Wednesday, May 05, 2010

Caption Contest #86


Photo credit. HT to my blog friend John at the Zeray Gazette.
UPDATE! We have winners!
Jim: Finger-Lickin' God.
Catholic Audio: The Last Lunch.
DMinor: "Boy, if you are the Son of God, turn these heah stones into drumsticks."

18 comments:

Stella said...

The REAL Double Down: The Colonel and The King.

SRMcEvoy said...

Yes Chicken is meat, and you are not suppose to eat it on Fridays. Offer a Fish burger like Micky D's and the King.

Steven

LarryD said...

"Sorry, Colonel. If I multiply loaves for you, I have to do it for everybody."

LarryD said...

ps - I like the new layout!

jenniferfitz said...

Starbucks had scored the ultimate celebrity product placement. But the Colonel realized there was still a chance for KFC to become the official *food* sponsor for the Second Coming . . .

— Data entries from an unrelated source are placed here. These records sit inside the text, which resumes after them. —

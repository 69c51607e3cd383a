use crate::errors::{AppError, AppResult};
use crate::models::action::AttendanceAction;
use crate::models::event::AttendanceEvent;
use crate::models::expected::ExpectedWorktime;
use crate::utils::date::{parse_date, parse_timestamp};
use rusqlite::{Connection, OptionalExtension, Result, Row, params};

fn conversion_error(err: AppError) -> rusqlite::Error {
    rusqlite::Error::FromSqlConversionFailure(0, rusqlite::types::Type::Text, Box::new(err))
}

/// Mapping DB → (row id, AttendanceEvent).
pub fn map_event_row(row: &Row) -> Result<(i64, AttendanceEvent)> {
    let id: i64 = row.get("id")?;
    let name: String = row.get("name")?;
    let action_str: String = row.get("action")?;
    let date_str: String = row.get("date")?;
    let time_str: String = row.get("time")?;

    let action = AttendanceAction::from_db_str(&action_str)
        .ok_or_else(|| conversion_error(AppError::InvalidAction(action_str.clone())))?;
    let date = parse_date(&date_str)
        .ok_or_else(|| conversion_error(AppError::InvalidDate(date_str.clone())))?;
    let timestamp = parse_timestamp(&time_str)
        .ok_or_else(|| conversion_error(AppError::InvalidTimestamp(time_str.clone())))?;

    Ok((
        id,
        AttendanceEvent {
            name,
            action,
            date,
            timestamp,
        },
    ))
}

// ---------------------------
// Roster
// ---------------------------

pub fn load_staff(conn: &Connection) -> AppResult<Vec<String>> {
    let mut stmt = conn.prepare("SELECT name FROM staff ORDER BY id ASC")?;
    let rows = stmt.query_map([], |row| row.get::<_, String>(0))?;

    let mut out = Vec::new();
    for r in rows {
        out.push(r?);
    }
    Ok(out)
}

pub fn staff_exists(conn: &Connection, name: &str) -> AppResult<bool> {
    let found: Option<i64> = conn
        .query_row("SELECT id FROM staff WHERE name = ?1", [name], |row| {
            row.get(0)
        })
        .optional()?;
    Ok(found.is_some())
}

pub fn insert_staff(conn: &Connection, name: &str) -> AppResult<()> {
    conn.execute("INSERT INTO staff (name) VALUES (?1)", [name])?;
    Ok(())
}

pub fn delete_staff(conn: &Connection, name: &str) -> AppResult<bool> {
    let n = conn.execute("DELETE FROM staff WHERE name = ?1", [name])?;
    Ok(n > 0)
}

// ---------------------------
// Expected worktime
// ---------------------------

pub fn load_expected(conn: &Connection) -> AppResult<ExpectedWorktime> {
    let mut stmt = conn.prepare("SELECT name, hours FROM expected ORDER BY id ASC")?;
    let rows = stmt.query_map([], |row| {
        Ok((
            row.get::<_, String>(0)?,
            row.get::<_, Option<f64>>(1)?.unwrap_or(0.0),
        ))
    })?;

    let mut pairs = Vec::new();
    for r in rows {
        pairs.push(r?);
    }
    Ok(pairs.into_iter().collect())
}

/// Update in place by name, or append when absent.
pub fn upsert_expected(conn: &Connection, name: &str, hours: f64) -> AppResult<()> {
    conn.execute(
        "INSERT INTO expected (name, hours) VALUES (?1, ?2)
         ON CONFLICT(name) DO UPDATE SET hours = excluded.hours",
        params![name, hours],
    )?;
    Ok(())
}

// ---------------------------
// Ledgers
// ---------------------------

/// Ledger rows of one person in append order, with their row ids.
pub fn load_ledger_rows(conn: &Connection, name: &str) -> AppResult<Vec<(i64, AttendanceEvent)>> {
    let mut stmt = conn.prepare(
        "SELECT id, name, action, date, time FROM events
         WHERE name = ?1
         ORDER BY id ASC",
    )?;

    let rows = stmt.query_map([name], map_event_row)?;

    let mut out = Vec::new();
    for r in rows {
        out.push(r?);
    }
    Ok(out)
}

/// Names owning at least one ledger row, in order of their first event.
pub fn ledger_names(conn: &Connection) -> AppResult<Vec<String>> {
    let mut stmt = conn.prepare("SELECT name FROM events GROUP BY name ORDER BY MIN(id) ASC")?;
    let rows = stmt.query_map([], |row| row.get::<_, String>(0))?;

    let mut out = Vec::new();
    for r in rows {
        out.push(r?);
    }
    Ok(out)
}

pub fn insert_event(conn: &Connection, ev: &AttendanceEvent) -> AppResult<()> {
    conn.execute(
        "INSERT INTO events (name, action, date, time) VALUES (?1, ?2, ?3, ?4)",
        params![ev.name, ev.action.to_db_str(), ev.date_str(), ev.time_str()],
    )?;
    Ok(())
}

pub fn delete_event_by_id(conn: &Connection, id: i64) -> AppResult<()> {
    conn.execute("DELETE FROM events WHERE id = ?1", [id])?;
    Ok(())
}

// ---------------------------
// Internal log
// ---------------------------

/// Rows of the internal log: (id, date, operation, target, message).
pub fn load_log(conn: &Connection) -> AppResult<Vec<(i64, String, String, String, String)>> {
    let mut stmt = conn.prepare_cached(
        "SELECT id, date, operation, IFNULL(target, ''), message FROM log ORDER BY id ASC",
    )?;

    let rows = stmt.query_map([], |row| {
        Ok((
            row.get(0)?,
            row.get(1)?,
            row.get(2)?,
            row.get(3)?,
            row.get(4)?,
        ))
    })?;

    let mut out = Vec::new();
    for r in rows {
        out.push(r?);
    }
    Ok(out)
}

ArchAngel's Advocate said...

The King of Kings convinces the Colonel to serve fish on Fridays after promising to provide the wine, white of course.

Jim Hynes said...

"Finger lickin' God"

Jeff said...

Well, Colonel, the 7 herbs and spices are overkill. Kosher only allows for salt on the chicken.

Jan Rider Newman said...

I'm sorry, but Michael doesn't need any more colonels in his army.

PaperSmyth said...

In order to preserve his image, Jesus decided to wear shades as a disguise when meeting with the Colonel.

(And I also like the new layout.)

+Miguel Vinuesa+ said...

"This chicken is heavenly good! I had to check for myself, but I don't want to lure the paparazzi..."

Steve T. said...

God and Colonel Sanders walked into a bar...

Anonymous said...

"Sorry Colonel,

I can walk on water,

I can cure the sick,

I can even raise the dead...

but I can't make your chicken taste good."

(apologies to KFC fans)

Bro. Dave said...

"My Lord and my God..."

SherryTex said...

Southern Crispy Fried Catholic or Original Recipe.

Catholic Audio said...

The Last Lunch.

Brian said...

Colonel, I wanted to get together with you to discuss cholesterol and trans fats. Peter's saying folks are having problems passing through the narrow gate...

DMinor said...

"Boy, If you are the Son of God, turn these here stones into drumsticks."